The Nightingale Challenge Programme has impacted me dramatically. It has given me the opportunity to engage with colleagues from many different areas, including senior managers, and discuss issues we all face together, despite having differing roles. It has allowed me to build my confidence, enabling me to work more closely within the multidisciplinary team. This opportunity to develop my leadership skills and build a network of colleagues so early in my career will benefit me as I progress in nursing.

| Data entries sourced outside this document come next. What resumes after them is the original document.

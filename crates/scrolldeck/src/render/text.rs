use eframe::egui::{self, Color32, FontId, Pos2, Stroke};

use crate::content::{MediaKind, MediaRef};
use crate::render::media::MediaCache;
use crate::theme::Theme;

/// Layout and paint wrapped text, returning the height used.
pub fn draw_text(
    ui: &egui::Ui,
    text: &str,
    pos: Pos2,
    font_size: f32,
    color: Color32,
    max_width: f32,
) -> f32 {
    let galley = ui.painter().layout(
        text.to_string(),
        FontId::proportional(font_size),
        color,
        max_width,
    );
    let height = galley.rect.height();
    ui.painter().galley(pos, galley, color);
    height
}

/// A label followed by text on the same run, e.g. "Members: ...".
#[allow(clippy::too_many_arguments)]
pub fn draw_labeled(
    ui: &egui::Ui,
    label: &str,
    text: &str,
    pos: Pos2,
    font_size: f32,
    color: Color32,
    max_width: f32,
) -> f32 {
    let mut job = egui::text::LayoutJob::default();
    job.wrap.max_width = max_width;
    job.append(
        label,
        0.0,
        egui::text::TextFormat {
            font_id: FontId::proportional(font_size + 1.0),
            color,
            ..Default::default()
        },
    );
    job.append(
        text,
        6.0,
        egui::text::TextFormat {
            font_id: FontId::proportional(font_size),
            color,
            ..Default::default()
        },
    );
    let galley = ui.painter().layout_job(job);
    let height = galley.rect.height();
    ui.painter().galley(pos, galley, color);
    height
}

/// Bulleted list. Returns height used.
pub fn draw_bullets(
    ui: &egui::Ui,
    items: &[String],
    pos: Pos2,
    font_size: f32,
    color: Color32,
    max_width: f32,
) -> f32 {
    let mut y = pos.y;
    for item in items {
        let h = draw_text(
            ui,
            &format!("\u{2022} {item}"),
            egui::pos2(pos.x, y),
            font_size,
            color,
            max_width,
        );
        y += h + 10.0;
    }
    y - pos.y
}

/// Draw media inside `available`, fitted and centered. Videos and
/// images that fail to load get a placeholder frame.
pub fn draw_media(
    ui: &egui::Ui,
    media: MediaRef<'_>,
    theme: &Theme,
    available: egui::Rect,
    opacity: f32,
    cache: &MediaCache,
) -> egui::Rect {
    if media.kind == MediaKind::Image {
        if let Some(texture) = cache.get_or_load(ui.ctx(), media.path) {
            let draw_rect = fit_rect(texture.size_vec2(), available);
            let alpha = (opacity * 255.0) as u8;
            let tint = Color32::from_rgba_unmultiplied(255, 255, 255, alpha);
            let uv = egui::Rect::from_min_max(egui::pos2(0.0, 0.0), egui::pos2(1.0, 1.0));
            ui.painter().image(texture.id(), draw_rect, uv, tint);
            return draw_rect;
        }
    }
    draw_media_placeholder(ui, media, theme, available, opacity)
}

/// Contain: fit within the available area, preserve aspect ratio, never
/// upscale.
pub fn fit_rect(tex_size: egui::Vec2, available: egui::Rect) -> egui::Rect {
    if tex_size.x <= 0.0 || tex_size.y <= 0.0 {
        return available;
    }
    let scale = (available.width() / tex_size.x)
        .min(available.height() / tex_size.y)
        .min(1.0);
    let size = tex_size * scale;
    egui::Rect::from_center_size(available.center(), size)
}

pub fn draw_media_placeholder(
    ui: &egui::Ui,
    media: MediaRef<'_>,
    theme: &Theme,
    available: egui::Rect,
    opacity: f32,
) -> egui::Rect {
    let height = available.height().min(available.width() * 9.0 / 16.0);
    let rect = egui::Rect::from_center_size(
        available.center(),
        egui::vec2(available.width(), height),
    );
    let bg = Theme::with_opacity(theme.panel, opacity);
    let color = Theme::with_opacity(theme.muted, opacity * 0.8);

    ui.painter().rect_filled(rect, 12.0, bg);
    ui.painter().rect_stroke(
        rect,
        12.0,
        Stroke::new(1.0, Theme::with_opacity(theme.panel_border, opacity)),
        egui::StrokeKind::Outside,
    );

    let label = match media.kind {
        MediaKind::Video => format!("\u{25B6} {}", media.alt),
        MediaKind::Image => media.alt.to_string(),
    };
    let galley = ui.painter().layout(
        label,
        FontId::proportional(theme.small_size + 1.0),
        color,
        rect.width() - 24.0,
    );
    let text_pos = egui::pos2(
        rect.center().x - galley.rect.width() / 2.0,
        rect.center().y - galley.rect.height() / 2.0,
    );
    ui.painter().galley(text_pos, galley, color);
    rect
}
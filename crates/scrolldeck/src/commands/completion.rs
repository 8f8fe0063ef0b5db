use clap::CommandFactory;
use clap_complete::{Shell as CompleteShell, generate};

use crate::cli::{Cli, Shell};

pub fn run(shell: Shell) {
    let shell = match shell {
        Shell::Bash => CompleteShell::Bash,
        Shell::Zsh => CompleteShell::Zsh,
        Shell::Fish => CompleteShell::Fish,
        Shell::Powershell => CompleteShell::PowerShell,
    };
    let mut cmd = Cli::command();
    let name = cmd.get_name().to_string();
    generate(shell, &mut cmd, name, &mut std::io::stdout());
}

Like many others, COVID-19 has had a huge impact on me both personally and professionally. During my deployment to ICU, I was extremely anxious. In order to protect my loved ones, while working in ICU, I had to move out of my family home and live alone. Not only were nurses caring for others during the pandemic, but we were also continuing to do this while worrying about the unknown for ourselves and our families. The most challenging barrier throughout my deployment was the Personal Protective Equipment (PPE), it made an already very difficult and distressing work setting even more physically and mentally demanding. No one could have prepared us for it and the additional barriers it created. It made communication very difficult both among team members and also with families. As relatives were unable to be present at the bedside, it was difficult to get to know our patients. Relatives often share personal information and stories about their loved ones which helps us in delivering person-centred care. During my time in ICU, I found the window visits particularly difficult, where family members could have a presence but through the physical barrier of a window. As nurses, we pride ourselves in being empathetic, whilst providing emotional support to patients and relatives alike. The physical barrier created by the PPE meant that we were unable to provide non-verbal communication such as a smile or a hand touch. These simple acts of caring and kindness are intrinsic to the nursing role, we do them without thinking and not being able to do this was difficult for me.
This has been a challenging time. However, I certainly feel like I rose to the challenge and have achieved goals over the past few months that I didn’t know I had. I feel that in surviving this so early in my career, I have developed resilience that I will carry forward with me and I will stay positive and meet future challenges head-on.